In June 2015, the Scandinavian country’s parliament agreed to pull the fund out of mining or energy groups which derive more than 30 percent of their sales or activities from the coal business.
The new directive went into effect on February 1.
The fund, fuelled by Norway’s state oil revenues and currently worth around 7.11 trillion kroner (765.5 billion euros, $864 billion), has therefore sold its stakes in 52 companies, most of them American and Chinese, including Peabody Energy, the biggest US coal producer.
The list also includes several Indian companies, such as Reliance Power, Reliance Infrastructure and Tata Power, three Japanese groups, and several European companies.
‘Further exclusions will follow in 2016,’ the central bank, which manages the fund, said in a statement.
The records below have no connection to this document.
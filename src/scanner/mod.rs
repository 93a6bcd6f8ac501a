//! Lexical analysis for the toy-Pascal language
//!
//! - [`token`]: token record, token classes and source locations
//! - [`tables`]: reserved-symbol table and per-class literal tables
//! - [`lexer`]: the [`Scanner`] itself (source text → tokens)
//!
//! # Character classes
//!
//! | class      | characters                    |
//! |------------|-------------------------------|
//! | digit      | `0-9`                         |
//! | word       | `A-Z a-z 0-9 _`               |
//! | delimiter  | `+ - ( ) [ ] = ; : < > ,`     |
//! | quote      | `'`                           |
//! | whitespace | any Unicode white space       |
//!
//! Keywords are scanned as words and then resolved against the
//! reserved-symbol table, so they come out with the same class as
//! punctuation.

pub mod lexer;
pub mod tables;
pub mod token;

pub use lexer::Scanner;
pub use tables::{lookup_reserved, reserved_symbols, LiteralTable, ReservedSymbol};
pub use token::{class_name, SourceLocation, Token, TokenClass};
// Fixed language data for the toy-Pascal scanner

use crate::scanner::tables::ReservedSymbol;

/// Characters that may start or continue a delimiter.
///
/// `-` belongs to the class but has no reserved entry, so it is always
/// reported as unrecognized.
pub const DELIMITER_CHARS: &[char] = &['+', '-', '(', ')', '[', ']', '=', ';', ':', '<', '>', ','];

/// Opens and closes a string literal
pub const QUOTE: char = '\'';

/// Keywords and punctuation recognized as grammar terminals.
///
/// Order matters: lookup returns the first entry whose text matches, and
/// tokens carry the entry's position in this slice. The declared `index`
/// values are kept as written, including the one shared by `else` and `:=`.
pub const RESERVED_SYMBOLS: &[ReservedSymbol] = &[
    ReservedSymbol::keyword(1, "procedure"),
    ReservedSymbol::delimiter(2, "("),
    ReservedSymbol::delimiter(3, ")"),
    ReservedSymbol::delimiter(4, ":"),
    ReservedSymbol::delimiter(5, ";"),
    ReservedSymbol::keyword(6, "var"),
    ReservedSymbol::delimiter(7, "["),
    ReservedSymbol::delimiter(8, "]"),
    ReservedSymbol::keyword(9, "begin"),
    ReservedSymbol::delimiter(10, ","),
    ReservedSymbol::keyword(11, "if"),
    ReservedSymbol::keyword(12, "then"),
    ReservedSymbol::keyword(13, "else"),
    ReservedSymbol::delimiter(13, ":="),
    ReservedSymbol::delimiter(14, ">"),
    ReservedSymbol::delimiter(15, "<"),
    ReservedSymbol::delimiter(16, "<>"),
    ReservedSymbol::keyword(17, "end"),
    ReservedSymbol::keyword(18, "real"),
    ReservedSymbol::keyword(19, "string"),
    ReservedSymbol::keyword(20, "do"),
    ReservedSymbol::delimiter(21, "="),
    ReservedSymbol::delimiter(22, "+"),
];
While the Norwegian initiative was seen as a major victory for environmentalists last year, some are dismayed that the world’s three biggest coalmakers—Anglo American, BHP Billiton and Glencore—are not affected because their other mining activities are so massive that their coal businesses represent less than 30 percent of their overall revenues.
The fund’s investment policy is run according to strict ethical rules, with a focus on sustainable economic, environmental and social development.
Those rules bar it from investing in companies accused of serious violations of human rights, child labour or serious environmental damage, as well as manufacturers of ‘particularly inhumane’ arms, and also tobacco firms.
On its own initiative, the fund, which controls 1.3 percent of the world’s market capitalisation, has in recent years sold its stakes in dozens of other companies in the coal business, judging the environmental impact was damaging to their financial viability.
The fund is intended to finance Norway’s generous welfare state indefinitely.